The U.S. may well have produced COVID vaccines at warp speed, but the process began ten years earlier. So said American Medical Association (AMA) director Peter Hotez, MD PhD on February 26, 2021. The fruits of the decade of vaccine research have ripened since then. This after dedicated work created the foundation others built on.
The COVID Pandemic Added the Final Impetus
The COVID pandemic enlivened global cooperation after a world of scientists realized they were in it together. However, as American scientist Thomas Edison said ‘genius is 1% inspiration and 99% perspiration’. We wrote this post to salute the work of unsung heroes who burned candles at both ends. While the world partied until we discovered how serious the coronavirus was.
Peter Hotez describes how one wing of this research developed at Baylor College of Medicine in Houston. He told Sarah Berg how Baylor did foundation work ‘big pharma companies were not in a position to do’. That’s because there was ‘no financial model’ for shareholders to sink funds in.
The Decade of Vaccine Research Involving Baylor College
The largely unsung work began ten years ago, Peter Hotez, professor of pediatrics, molecular virology and microbiology at Baylor explains. They linked up with Shibo Jiang and Lanying Du at New York Blood Center doing research on coronavirus vaccines.

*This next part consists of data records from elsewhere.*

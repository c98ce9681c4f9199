//! The single EVM network this gateway talks to.
//!
//! A process serves exactly one chain. Its id is read from the RPC endpoint at startup and
//! rendered in [CAIP-2] form (`eip155:<id>`) in logs and in `/health`.
//!
//! [CAIP-2]: https://github.com/ChainAgnostic/CAIPs/blob/main/CAIPs/caip-2.md

use serde::{Deserialize, Deserializer, Serialize, Serializer};
use std::fmt::{self, Display, Formatter};
use std::str::FromStr;

const EIP155: &str = "eip155";

/// Well-known chains, used only to give log lines a readable name.
const KNOWN_CHAINS: &[(u64, &str)] = &[
    (1, "ethereum"),
    (10, "optimism"),
    (56, "bsc"),
    (97, "bsc-testnet"),
    (137, "polygon"),
    (8453, "base"),
    (31337, "hardhat"),
    (42161, "arbitrum"),
    (43113, "avalanche-fuji"),
    (43114, "avalanche"),
    (80002, "polygon-amoy"),
    (84532, "base-sepolia"),
    (11155111, "sepolia"),
];

/// An EIP-155 chain identifier.
#[derive(Debug, Clone, Copy, PartialEq, Eq, Hash)]
pub struct EvmChain {
    pub chain_id: u64,
}

#[derive(Debug, Clone, PartialEq, Eq, thiserror::Error)]
pub enum ChainIdParseError {
    #[error("empty chain ID")]
    Empty,
    #[error("unsupported namespace '{0}', only eip155 chains are served")]
    UnsupportedNamespace(String),
    #[error("invalid chain reference '{0}'")]
    InvalidReference(String),
}

impl EvmChain {
    pub const fn new(chain_id: u64) -> Self {
        Self { chain_id }
    }

    /// Human-readable network name, if the chain is a well-known one.
    pub fn name(&self) -> Option<&'static str> {
        KNOWN_CHAINS
            .iter()
            .find(|(id, _)| *id == self.chain_id)
            .map(|(_, name)| *name)
    }
}

impl Display for EvmChain {
    fn fmt(&self, f: &mut Formatter<'_>) -> fmt::Result {
        write!(f, "{EIP155}:{}", self.chain_id)
    }
}

/// Accepts either CAIP-2 form (`eip155:11155111`) or a bare decimal id (`11155111`).
impl FromStr for EvmChain {
    type Err = ChainIdParseError;

    fn from_str(s: &str) -> Result<Self, Self::Err> {
        let s = s.trim();
        if s.is_empty() {
            return Err(ChainIdParseError::Empty);
        }
        let reference = match s.split_once(':') {
            Some((EIP155, reference)) => reference,
            Some((namespace, _)) => {
                return Err(ChainIdParseError::UnsupportedNamespace(namespace.to_string()));
            }
            None => s,
        };
        reference
            .parse()
            .map(EvmChain::new)
            .map_err(|_| ChainIdParseError::InvalidReference(reference.to_string()))
    }
}

impl Serialize for EvmChain {
    fn serialize<S>(&self, serializer: S) -> Result<S::Ok, S::Error>
    where
        S: Serializer,
    {
        serializer.serialize_str(&self.to_string())
    }
}

impl<'de> Deserialize<'de> for EvmChain {
    fn deserialize<D>(deserializer: D) -> Result<Self, D::Error>
    where
        D: Deserializer<'de>,
    {
        let s = String::deserialize(deserializer)?;
        s.parse().map_err(serde::de::Error::custom)
    }
}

They had a pretty good idea what was needed, he says. And so they formed a consortium with Galveston National Laboratory and Walter Reed Army Institute of Research. A decade of vaccine research took off, when they learned the spike protein was the ‘soft underbelly of the virus’. And if they delivered it as a vaccine, it induced highly-effective antibodies.
‘All that work we did over the last decade laid the groundwork for our current generation of COVID-19 vaccines’ says Peter Hotez. Genius is indeed 1% inspiration, and 99% perspiration’ or so it seems.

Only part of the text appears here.